Her mother, a domestic helper who lived in a different inner-city community, Glendevon, tried to escape the violence.
“My mom tried her best to relocate. She got a capture land [in another community]. It was nowhere near a perfect house. I remember when she carried us in the night, I saw just a zincup place,” Wilson said.
“She had collected all sorts of material and just put it together and that was the house. I remember the night, I said ‘Mommy, this is the house?’ and I said ‘Mommy, it looks like a hut’. As a child, I didn’t really understand how much that might have hurt her because she was trying her best,” she added.
And while her mother struggled to care for the family, Wilson wrestled to keep it together at school. But the instability in her home life had so affected her that she became withdrawn and unable to communicate with school mates and was unable to make friends.
Her guidance counsellor, recognising her academic potential, referred her to The Committee for the Upliftment of the Mentally Ill’s children’s programme, through which she was provided with psychological care.
It was a long road to psychological and emotional wellness for Wilson, but she made it, thanks, in large part, to her discovered love for art.
She passed seven subjects at the Caribbean Secondary Education Certificate level, before once again moving to Kingston, this time to pursue her passion for art.
She majored in painting and minored in ceramics at the Edna Manley School of the Visual and Performing Arts. Supported financially through a partloan, part-scholarship from Jamaica Money Market Brokers Wilson completed her degree with a bang at her final-year exhibition. Her pieces gained her praise and recognition from her batch mates and school community.
Art, Wilson said, was initially only therapy for her.
“But overtime, I became more aware that art is not just about the drawing or painting; it’s like you are advocating for society, it’s a tool. You can help people with art in so many ways. It’s like a visual way of speaking, when you can’t find words to explain,” she told Career & Education.
It can also, Wilson said, be a haven for the abused, the imprisoned, the sick and the mentally ill to bring back stability and healing to their lives.
Her long-term vision is to start an art institution that will cater to people from the lower echelons of society.

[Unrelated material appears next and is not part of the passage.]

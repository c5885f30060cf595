//! Layout grammar and model (§4.C, §4.D).

pub mod grammar;
pub mod model;

pub use model::{LayoutNode, UiNode};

“It will be for people who are vulnerable, for community development, therapy, education, advocacy; to bring about a deeper awareness, and in doing that, promote art so it can get more support from the government to take it from being a hobby to being a profession,” said Wilson, who describes her art pieces as having strong messages.
She has urged individuals with an interest in art to act on it.
“There are persons who are more naturally artistic than I am, but some persons sit down on their gift. I would say whatever little [talent] you have, you can make it work by working twice as hard [as someone else]. I would say I am hard-working,” said Wilson, who currently holds down a day job as a sales representative with Halls Investment in Montego Bay while indulging in her artwork at nights.